▸ Problem requirements
From the records below, please repeat exactly the line that has "grouped voice catalog", the line that has "pub mod errors;", and every line between them, and nothing else.

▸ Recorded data
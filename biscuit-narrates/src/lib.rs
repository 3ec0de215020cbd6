//! Biscuit Narrates
//!
//! Read text aloud through a speech engine that can only "speak this whole
//! string" or "stop", with pause, resume, skip and live position tracking
//! layered on top.
//!
//! ## Features
//!
//! - **Voice catalog**: installed voices grouped by language, malformed
//!   entries filtered, stable "Voice A", "Voice B" labels
//! - **Voice preferences**: a default voice is picked and remembered the
//!   first time each language is used
//! - **Simulated transport**: pause/resume/skip restart the engine on a
//!   suffix of the text
//! - **Open-loop progress**: a 10 Hz estimator predicts the sentence being
//!   spoken and races the engine to signal completion exactly once
//! - **Async-first**: built on tokio, collaborators are native async traits
//!
//! ## Quick Start
//!
//! ```ignore
//! use std::sync::Arc;
//! use biscuit_narrates::{LanguageSelector, NarratorConfig, PlaybackController};
//! use biscuit_narrates::providers::{ESpeakEngine, JsonFilePreferenceStore, MemoryPreferenceStore};
//!
//! let engine = Arc::new(ESpeakEngine::new());
//! let controller = PlaybackController::new(
//!     Arc::clone(&engine),
//!     engine,
//!     MemoryPreferenceStore::default(),
//!     NarratorConfig::default(),
//! );
//!
//! let mut events = controller.subscribe();
//! controller.play("Hello there. How are you today?", &LanguageSelector::UsEnglish, 1.0, 1.0).await?;
//! ```
//!
//! ## Module Structure
//!
//! - [`types`] - Voices, utterances, playback states/events, `NarratorConfig`
//! - [`languages`] - Language selectors, display names, flags, preference keys
//! - [`catalog`] - The grouped voice catalog
//! - [`resolver`] - Language → voice resolution and preference writes
//! - [`segmenter`] - Sentence segmentation and duration estimates
//! - [`estimator`] - The progress model and its timer task
//! - [`controller`] - The playback state machine
//! - [`providers`] - eSpeak engine and preference stores
//! - [`library`] - Saved readings

pub mod catalog;
pub mod controller;
pub mod errors;
pub mod estimator;
pub mod languages;
pub mod library;
pub mod pitch_bias;
pub mod preferences;
pub mod providers;
pub mod resolver;
pub mod segmenter;
pub mod traits;
pub mod types;

// Re-export main types at crate root for convenience
pub use catalog::VoiceCatalog;
pub use controller::PlaybackController;
pub use errors::NarrateError;
pub use estimator::{Progress, ProgressEstimator, ProgressModel};
pub use languages::LanguageSelector;
pub use library::{JsonlReadingLibrary, ReadingLibrary, SavedReading};
pub use pitch_bias::{PitchBias, infer_gender};
pub use preferences::is_malformed_voice_id;
pub use providers::{ESpeakEngine, JsonFilePreferenceStore, MemoryPreferenceStore};
pub use resolver::VoicePreferenceResolver;
pub use segmenter::{Segment, UtteranceSegmenter, segment, word_spans};
pub use traits::{PreferenceStore, SpeechEngine, VoiceInventory};
pub use types::{
    EngineEvent, Gender, InstalledVoice, LanguageGroup, LanguageOption, NarratorConfig,
    PlaybackEvent, PlaybackOutcome, PlaybackState, ResumePoint, SkipStep, Utterance,
    VoiceCatalogListing, VoiceDescriptor, VoiceQuality,
};
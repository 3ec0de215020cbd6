//! Language selectors, display names, flags, and preference keys.
//!
//! A [`LanguageSelector`] is what a caller picks ("US English", "Filipino", a
//! discovered `es-MX`); it always maps to exactly one concrete BCP-47
//! language code and one preference key under which the chosen voice is
//! persisted.

use std::collections::HashMap;
use std::fmt;
use std::sync::LazyLock;

use serde::{Deserialize, Serialize};

/// Preference key for the US English voice.
pub const US_PREFERENCE_KEY: &str = "voiceUS";
/// Preference key for the UK English voice.
pub const UK_PREFERENCE_KEY: &str = "voiceUK";
/// Preference key for the Filipino voice.
pub const FILIPINO_PREFERENCE_KEY: &str = "voiceFil";

/// Placeholder flag when no region can be derived.
pub const GLOBE_FLAG: &str = "\u{1F310}";

/// Product languages, surfaced before everything else in this order.
pub const PRIORITY_LANGUAGES: &[&str] = &["en-US", "en-GB", "fil-PH", "fil", "tl-PH", "tl"];

// ============================================================================
// Language Selector
// ============================================================================

/// The caller's choice of language.
#[derive(Debug, Clone, Default, PartialEq, Eq, Hash, Serialize, Deserialize)]
#[serde(rename_all = "snake_case")]
pub enum LanguageSelector {
    /// English as spoken in the US (`en-US`).
    #[default]
    UsEnglish,
    /// English as spoken in the UK (`en-GB`).
    UkEnglish,
    /// Filipino (`fil-PH`).
    Filipino,
    /// Any other BCP-47 language code discovered from the voice catalog.
    Code(String),
}

impl LanguageSelector {
    /// Build a selector for a concrete language code, folding the product
    /// languages back onto their dedicated variants.
    pub fn from_code(code: &str) -> Self {
        match code {
            "en-US" => LanguageSelector::UsEnglish,
            "en-GB" => LanguageSelector::UkEnglish,
            "fil-PH" => LanguageSelector::Filipino,
            other => LanguageSelector::Code(other.to_string()),
        }
    }

    /// The concrete language code handed to the speech engine.
    pub fn language_code(&self) -> &str {
        match self {
            LanguageSelector::UsEnglish => "en-US",
            LanguageSelector::UkEnglish => "en-GB",
            LanguageSelector::Filipino => "fil-PH",
            LanguageSelector::Code(code) => code,
        }
    }

    /// The key under which this language's voice preference is stored.
    pub fn preference_key(&self) -> String {
        preference_key_for(self.language_code())
    }

    /// The identifier front ends use for this selector (`en_us_f`, `lang_es_MX`).
    pub fn id(&self) -> String {
        match self {
            LanguageSelector::UsEnglish => "en_us_f".into(),
            LanguageSelector::UkEnglish => "en_uk_m".into(),
            LanguageSelector::Filipino => "fil_f".into(),
            LanguageSelector::Code(code) => format!("lang_{}", sanitize(code)),
        }
    }
}

impl From<&str> for LanguageSelector {
    /// Parse a selector identifier. Unknown identifiers fall back to US English.
    fn from(raw: &str) -> Self {
        match raw.trim() {
            "en_us_f" | "en" | "us" => LanguageSelector::UsEnglish,
            "en_uk_m" | "uk" => LanguageSelector::UkEnglish,
            "fil_f" | "fil" => LanguageSelector::Filipino,
            other => {
                if let Some(rest) = other.strip_prefix("lang_") {
                    return LanguageSelector::from_code(&rest.replace('_', "-"));
                }
                if looks_like_language_code(other) {
                    return LanguageSelector::from_code(other);
                }
                tracing::debug!(selector = other, "Unknown language selector, using en-US");
                LanguageSelector::UsEnglish
            }
        }
    }
}

impl fmt::Display for LanguageSelector {
    fn fmt(&self, f: &mut fmt::Formatter<'_>) -> fmt::Result {
        f.write_str(&display_name(self.language_code()))
    }
}

fn looks_like_language_code(raw: &str) -> bool {
    let mut parts = raw.split('-');
    let Some(base) = parts.next() else {
        return false;
    };
    (2..=3).contains(&base.len())
        && base.chars().all(|c| c.is_ascii_lowercase())
        && parts.all(|p| !p.is_empty() && p.chars().all(|c| c.is_ascii_alphanumeric()))
}

fn sanitize(code: &str) -> String {
    code.chars()
        .map(|c| if c.is_ascii_alphanumeric() { c } else { '_' })
        .collect()
}

/// The preference key for a concrete language code.
///
/// `en-US`, `en-GB` and every Filipino/Tagalog code share the product's fixed
/// keys; everything else gets `voice_<code>` with separators replaced.
pub fn preference_key_for(language_code: &str) -> String {
    match language_code {
        "en-US" => US_PREFERENCE_KEY.into(),
        "en-GB" => UK_PREFERENCE_KEY.into(),
        code if code.starts_with("fil") || code.starts_with("tl") => {
            FILIPINO_PREFERENCE_KEY.into()
        }
        code => format!("voice_{}", sanitize(code)),
    }
}

/// The base language subtag (`en` for `en-US`).
pub fn base_language(language_code: &str) -> &str {
    language_code.split('-').next().unwrap_or(language_code)
}

fn region_subtag(language_code: &str) -> Option<&str> {
    language_code.split('-').nth(1).filter(|r| !r.is_empty())
}

// ============================================================================
// Display Names & Flags
// ============================================================================

static LANGUAGE_NAMES: LazyLock<HashMap<&'static str, &'static str>> = LazyLock::new(|| {
    HashMap::from([
        ("en-US", "English (US)"),
        ("en-GB", "English (UK)"),
        ("en-AU", "English (Australia)"),
        ("en-ZA", "English (South Africa)"),
        ("en-IE", "English (Ireland)"),
        ("en-CA", "English (Canada)"),
        ("en-NZ", "English (New Zealand)"),
        ("en-IN", "English (India)"),
        ("fil-PH", "Filipino"),
        ("fil", "Filipino"),
        ("tl-PH", "Tagalog"),
        ("tl", "Tagalog"),
        ("es-ES", "Spanish (Spain)"),
        ("es-MX", "Spanish (Mexico)"),
        ("es-US", "Spanish (US)"),
        ("es-AR", "Spanish (Argentina)"),
        ("fr-FR", "French (France)"),
        ("fr-CA", "French (Canada)"),
        ("de-DE", "German"),
        ("de-AT", "German (Austria)"),
        ("de-CH", "German (Switzerland)"),
        ("it-IT", "Italian"),
        ("pt-BR", "Portuguese (Brazil)"),
        ("pt-PT", "Portuguese (Portugal)"),
        ("ja-JP", "Japanese"),
        ("ko-KR", "Korean"),
        ("zh-CN", "Chinese (Simplified)"),
        ("zh-TW", "Chinese (Traditional)"),
        ("zh-HK", "Chinese (Hong Kong)"),
        ("ru-RU", "Russian"),
        ("ar-SA", "Arabic (Saudi)"),
        ("ar-EG", "Arabic (Egypt)"),
        ("hi-IN", "Hindi"),
        ("th-TH", "Thai"),
        ("vi-VN", "Vietnamese"),
        ("id-ID", "Indonesian"),
        ("ms-MY", "Malay"),
        ("tr-TR", "Turkish"),
        ("pl-PL", "Polish"),
        ("nl-NL", "Dutch"),
        ("nl-BE", "Dutch (Belgium)"),
        ("sv-SE", "Swedish"),
        ("da-DK", "Danish"),
        ("nb-NO", "Norwegian (Bokmål)"),
        ("fi-FI", "Finnish"),
        ("el-GR", "Greek"),
        ("cs-CZ", "Czech"),
        ("hu-HU", "Hungarian"),
        ("ro-RO", "Romanian"),
        ("uk-UA", "Ukrainian"),
        ("he-IL", "Hebrew"),
        ("bn-IN", "Bengali (India)"),
        ("ta-IN", "Tamil"),
        ("fa-IR", "Persian (Farsi)"),
    ])
});

static BASE_LANGUAGE_NAMES: LazyLock<HashMap<&'static str, &'static str>> = LazyLock::new(|| {
    HashMap::from([
        ("en", "English"),
        ("es", "Spanish"),
        ("fr", "French"),
        ("de", "German"),
        ("it", "Italian"),
        ("pt", "Portuguese"),
        ("ja", "Japanese"),
        ("ko", "Korean"),
        ("zh", "Chinese"),
        ("cmn", "Chinese"),
        ("ru", "Russian"),
        ("ar", "Arabic"),
        ("hi", "Hindi"),
        ("fil", "Filipino"),
        ("tl", "Filipino"),
        ("th", "Thai"),
        ("vi", "Vietnamese"),
        ("id", "Indonesian"),
        ("ms", "Malay"),
        ("tr", "Turkish"),
        ("pl", "Polish"),
        ("nl", "Dutch"),
        ("sv", "Swedish"),
        ("da", "Danish"),
        ("no", "Norwegian"),
        ("nb", "Norwegian"),
        ("fi", "Finnish"),
        ("el", "Greek"),
        ("cs", "Czech"),
        ("hu", "Hungarian"),
        ("ro", "Romanian"),
        ("uk", "Ukrainian"),
        ("he", "Hebrew"),
        ("bn", "Bengali"),
        ("ta", "Tamil"),
        ("fa", "Persian"),
        ("af", "Afrikaans"),
        ("sw", "Swahili"),
    ])
});

/// Human-readable name for a language code.
///
/// Exact table hit first, then `"<Base> (<REGION>)"`, then the bare code.
pub fn display_name(language_code: &str) -> String {
    if let Some(name) = LANGUAGE_NAMES.get(language_code) {
        return (*name).to_string();
    }

    match BASE_LANGUAGE_NAMES.get(base_language(language_code)) {
        Some(base) => match region_subtag(language_code) {
            Some(region) => format!("{base} ({})", region.to_uppercase()),
            None => (*base).to_string(),
        },
        None => language_code.to_string(),
    }
}

/// A flag hint for a language code.
///
/// Filipino and Tagalog carry the Philippine flag even without a region
/// subtag; otherwise a two-letter region becomes regional-indicator symbols.
pub fn flag_hint(language_code: &str) -> String {
    let base = base_language(language_code);
    if base == "fil" || base == "tl" {
        return "\u{1F1F5}\u{1F1ED}".to_string();
    }

    match region_subtag(language_code) {
        Some(region) if region.len() == 2 && region.chars().all(|c| c.is_ascii_alphabetic()) => {
            region
                .to_ascii_uppercase()
                .chars()
                .filter_map(|c| char::from_u32(0x1F1E6 + (c as u32 - 'A' as u32)))
                .collect()
        }
        _ => GLOBE_FLAG.to_string(),
    }
}

/// Rank of a language among the product languages, `None` for the rest.
pub fn priority_rank(language_code: &str) -> Option<usize> {
    match language_code {
        "en-US" => Some(0),
        "en-GB" => Some(1),
        "fil-PH" | "fil" => Some(2),
        "tl-PH" | "tl" => Some(3),
        _ => None,
    }
}

/// Ordinal label for the voice at `index` within its language group.
///
/// `Voice A` … `Voice Z`, then `Voice AA`, `Voice AB`, …
pub fn voice_label(index: usize) -> String {
    let letter = |n: usize| char::from(b'A' + (n % 26) as u8);
    if index < 26 {
        format!("Voice {}", letter(index))
    } else {
        let rest = index - 26;
        format!("Voice {}{}", letter(rest / 26), letter(rest % 26))
    }
}

/// A short sample sentence suited to the language, for voice auditioning.
pub fn sample_sentence(language_code: &str) -> &'static str {
    let base = base_language(language_code);
    if base == "fil" || base == "tl" {
        "Kumusta, ito ay isang pagsubok ng boses."
    } else if language_code.contains("GB") || language_code.contains("UK") {
        "Hello, this is a British voice test."
    } else {
        "Hello, this is a voice test."
    }
}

▸ Output of the exercise
//! - [`catalog`] - The grouped voice catalog
//! - [`resolver`] - Language → voice resolution and preference writes
//! - [`segmenter`] - Sentence segmentation and duration estimates
//! - [`estimator`] - The progress model and its timer task
//! - [`controller`] - The playback state machine
//! - [`providers`] - eSpeak engine and preference stores
//! - [`library`] - Saved readings

pub mod catalog;
pub mod controller;
pub mod errors;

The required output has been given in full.